DATASET EXCERPTS section start

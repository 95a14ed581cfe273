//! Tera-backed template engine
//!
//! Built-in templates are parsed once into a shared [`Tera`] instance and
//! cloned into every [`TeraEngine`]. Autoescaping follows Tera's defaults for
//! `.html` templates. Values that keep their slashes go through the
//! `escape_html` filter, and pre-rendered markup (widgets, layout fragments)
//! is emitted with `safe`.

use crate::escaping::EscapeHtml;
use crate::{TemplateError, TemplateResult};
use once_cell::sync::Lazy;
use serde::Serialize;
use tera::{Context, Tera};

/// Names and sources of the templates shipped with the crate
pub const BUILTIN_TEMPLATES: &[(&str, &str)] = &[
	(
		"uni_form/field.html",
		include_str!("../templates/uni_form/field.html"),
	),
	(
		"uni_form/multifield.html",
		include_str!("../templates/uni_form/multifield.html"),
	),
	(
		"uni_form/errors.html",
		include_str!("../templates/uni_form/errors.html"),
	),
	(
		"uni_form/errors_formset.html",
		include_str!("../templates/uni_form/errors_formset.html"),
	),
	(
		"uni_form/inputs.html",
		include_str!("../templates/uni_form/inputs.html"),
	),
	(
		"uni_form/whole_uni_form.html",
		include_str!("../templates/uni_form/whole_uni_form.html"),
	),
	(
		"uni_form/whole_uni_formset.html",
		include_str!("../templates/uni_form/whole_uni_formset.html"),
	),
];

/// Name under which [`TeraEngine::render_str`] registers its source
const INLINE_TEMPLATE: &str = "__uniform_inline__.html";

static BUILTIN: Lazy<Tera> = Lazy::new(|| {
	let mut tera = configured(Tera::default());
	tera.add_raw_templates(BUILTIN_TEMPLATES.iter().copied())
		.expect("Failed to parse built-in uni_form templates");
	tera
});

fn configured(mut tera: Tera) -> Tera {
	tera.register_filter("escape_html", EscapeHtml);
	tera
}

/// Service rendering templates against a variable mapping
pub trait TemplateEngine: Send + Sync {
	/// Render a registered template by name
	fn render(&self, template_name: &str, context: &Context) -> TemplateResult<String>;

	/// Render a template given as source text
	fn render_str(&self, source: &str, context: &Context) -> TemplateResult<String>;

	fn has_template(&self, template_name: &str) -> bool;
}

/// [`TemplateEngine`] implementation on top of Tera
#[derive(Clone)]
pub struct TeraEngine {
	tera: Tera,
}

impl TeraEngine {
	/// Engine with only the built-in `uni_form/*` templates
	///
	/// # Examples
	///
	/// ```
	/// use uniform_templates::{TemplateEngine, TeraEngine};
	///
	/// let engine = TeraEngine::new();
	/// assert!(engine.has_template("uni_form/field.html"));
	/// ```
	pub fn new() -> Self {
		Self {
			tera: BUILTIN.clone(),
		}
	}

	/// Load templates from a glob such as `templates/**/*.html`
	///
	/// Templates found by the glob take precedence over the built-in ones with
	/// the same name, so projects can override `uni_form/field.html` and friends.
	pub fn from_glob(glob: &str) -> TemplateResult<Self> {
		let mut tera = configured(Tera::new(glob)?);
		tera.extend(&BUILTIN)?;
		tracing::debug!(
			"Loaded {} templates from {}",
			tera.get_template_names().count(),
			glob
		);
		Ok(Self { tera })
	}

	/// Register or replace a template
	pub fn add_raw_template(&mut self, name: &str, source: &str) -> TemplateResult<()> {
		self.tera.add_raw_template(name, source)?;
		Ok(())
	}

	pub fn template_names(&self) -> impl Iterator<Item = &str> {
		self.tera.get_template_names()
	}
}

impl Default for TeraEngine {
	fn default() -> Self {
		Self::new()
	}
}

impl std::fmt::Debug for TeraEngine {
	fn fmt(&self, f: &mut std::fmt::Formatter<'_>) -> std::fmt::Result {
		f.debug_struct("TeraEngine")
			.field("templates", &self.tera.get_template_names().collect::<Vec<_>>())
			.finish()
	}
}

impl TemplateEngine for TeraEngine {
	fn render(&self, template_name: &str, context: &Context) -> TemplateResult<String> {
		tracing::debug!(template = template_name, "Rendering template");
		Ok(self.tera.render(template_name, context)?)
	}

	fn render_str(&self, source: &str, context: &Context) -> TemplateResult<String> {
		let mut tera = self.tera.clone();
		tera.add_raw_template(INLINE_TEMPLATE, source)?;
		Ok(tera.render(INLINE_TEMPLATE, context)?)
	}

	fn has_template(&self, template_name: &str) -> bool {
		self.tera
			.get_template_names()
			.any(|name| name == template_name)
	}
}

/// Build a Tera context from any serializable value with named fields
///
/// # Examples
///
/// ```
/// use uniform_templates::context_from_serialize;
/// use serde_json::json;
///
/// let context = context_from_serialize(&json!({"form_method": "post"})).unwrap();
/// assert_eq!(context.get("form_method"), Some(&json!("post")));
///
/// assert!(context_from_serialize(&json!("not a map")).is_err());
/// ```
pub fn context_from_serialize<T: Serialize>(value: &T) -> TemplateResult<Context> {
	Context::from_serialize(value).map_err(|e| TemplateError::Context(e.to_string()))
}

DATASET EXCERPTS section end

### TASK TO CARRY OUT
Your answer must be an exact copy of all the entries.

### WRITTEN RESPONSE
repository 95a14ed581cfe273
//! Tera-backed template engine
//!
//! Built-in templates are parsed once into a shared [`Tera`] instance and
//! cloned into every [`TeraEngine`]. Autoescaping follows Tera's defaults for
//! `.html` templates. Values that keep their slashes go through the
//! `escape_html` filter, and pre-rendered markup (widgets, layout fragments)
//! is emitted with `safe`.

use crate::escaping::EscapeHtml;
use crate::{TemplateError, TemplateResult};
use once_cell::sync::Lazy;
use serde::Serialize;
use tera::{Context, Tera};

/// Names and sources of the templates shipped with the crate
pub const BUILTIN_TEMPLATES: &[(&str, &str)] = &[
	(
		"uni_form/field.html",
		include_str!("../templates/uni_form/field.html"),
	),
	(
		"uni_form/multifield.html",
		include_str!("../templates/uni_form/multifield.html"),
	),
	(
		"uni_form/errors.html",
		include_str!("../templates/uni_form/errors.html"),
	),
	(
		"uni_form/errors_formset.html",
		include_str!("../templates/uni_form/errors_formset.html"),
	),
	(
		"uni_form/inputs.html",
		include_str!("../templates/uni_form/inputs.html"),
	),
	(
		"uni_form/whole_uni_form.html",
		include_str!("../templates/uni_form/whole_uni_form.html"),
	),
	(
		"uni_form/whole_uni_formset.html",
		include_str!("../templates/uni_form/whole_uni_formset.html"),
	),
];

/// Name under which [`TeraEngine::render_str`] registers its source
const INLINE_TEMPLATE: &str = "__uniform_inline__.html";

static BUILTIN: Lazy<Tera> = Lazy::new(|| {
	let mut tera = configured(Tera::default());
	tera.add_raw_templates(BUILTIN_TEMPLATES.iter().copied())
		.expect("Failed to parse built-in uni_form templates");
	tera
});

fn configured(mut tera: Tera) -> Tera {
	tera.register_filter("escape_html", EscapeHtml);
	tera
}

/// Service rendering templates against a variable mapping
pub trait TemplateEngine: Send + Sync {
	/// Render a registered template by name
	fn render(&self, template_name: &str, context: &Context) -> TemplateResult<String>;

	/// Render a template given as source text
	fn render_str(&self, source: &str, context: &Context) -> TemplateResult<String>;

	fn has_template(&self, template_name: &str) -> bool;
}

/// [`TemplateEngine`] implementation on top of Tera
#[derive(Clone)]
pub struct TeraEngine {
	tera: Tera,
}

impl TeraEngine {
	/// Engine with only the built-in `uni_form/*` templates
	///
	/// # Examples
	///
	/// ```
	/// use uniform_templates::{TemplateEngine, TeraEngine};
	///
	/// let engine = TeraEngine::new();
	/// assert!(engine.has_template("uni_form/field.html"));
	/// ```
	pub fn new() -> Self {
		Self {
			tera: BUILTIN.clone(),
		}
	}

	/// Load templates from a glob such as `templates/**/*.html`
	///
	/// Templates found by the glob take precedence over the built-in ones with
	/// the same name, so projects can override `uni_form/field.html` and friends.
	pub fn from_glob(glob: &str) -> TemplateResult<Self> {
		let mut tera = configured(Tera::new(glob)?);
		tera.extend(&BUILTIN)?;
		tracing::debug!(
			"Loaded {} templates from {}",
			tera.get_template_names().count(),
			glob
		);
		Ok(Self { tera })
	}

	/// Register or replace a template
	pub fn add_raw_template(&mut self, name: &str, source: &str) -> TemplateResult<()> {
		self.tera.add_raw_template(name, source)?;
		Ok(())
	}

	pub fn template_names(&self) -> impl Iterator<Item = &str> {
		self.tera.get_template_names()
	}
}

impl Default for TeraEngine {
	fn default() -> Self {
		Self::new()
	}
}

impl std::fmt::Debug for TeraEngine {
	fn fmt(&self, f: &mut std::fmt::Formatter<'_>) -> std::fmt::Result {
		f.debug_struct("TeraEngine")
			.field("templates", &self.tera.get_template_names().collect::<Vec<_>>())
			.finish()
	}
}

impl TemplateEngine for TeraEngine {
	fn render(&self, template_name: &str, context: &Context) -> TemplateResult<String> {
		tracing::debug!(template = template_name, "Rendering template");
		Ok(self.tera.render(template_name, context)?)
	}

	fn render_str(&self, source: &str, context: &Context) -> TemplateResult<String> {
		let mut tera = self.tera.clone();
		tera.add_raw_template(INLINE_TEMPLATE, source)?;
		Ok(tera.render(INLINE_TEMPLATE, context)?)
	}

	fn has_template(&self, template_name: &str) -> bool {
		self.tera
			.get_template_names()
			.any(|name| name == template_name)
	}
}

/// Build a Tera context from any serializable value with named fields
///
/// # Examples
///
/// ```
/// use uniform_templates::context_from_serialize;
/// use serde_json::json;
///
/// let context = context_from_serialize(&json!({"form_method": "post"})).unwrap();
/// assert_eq!(context.get("form_method"), Some(&json!("post")));
///
/// assert!(context_from_serialize(&json!("not a map")).is_err());
/// ```
pub fn context_from_serialize<T: Serialize>(value: &T) -> TemplateResult<Context> {
	Context::from_serialize(value).map_err(|e| TemplateError::Context(e.to_string()))
}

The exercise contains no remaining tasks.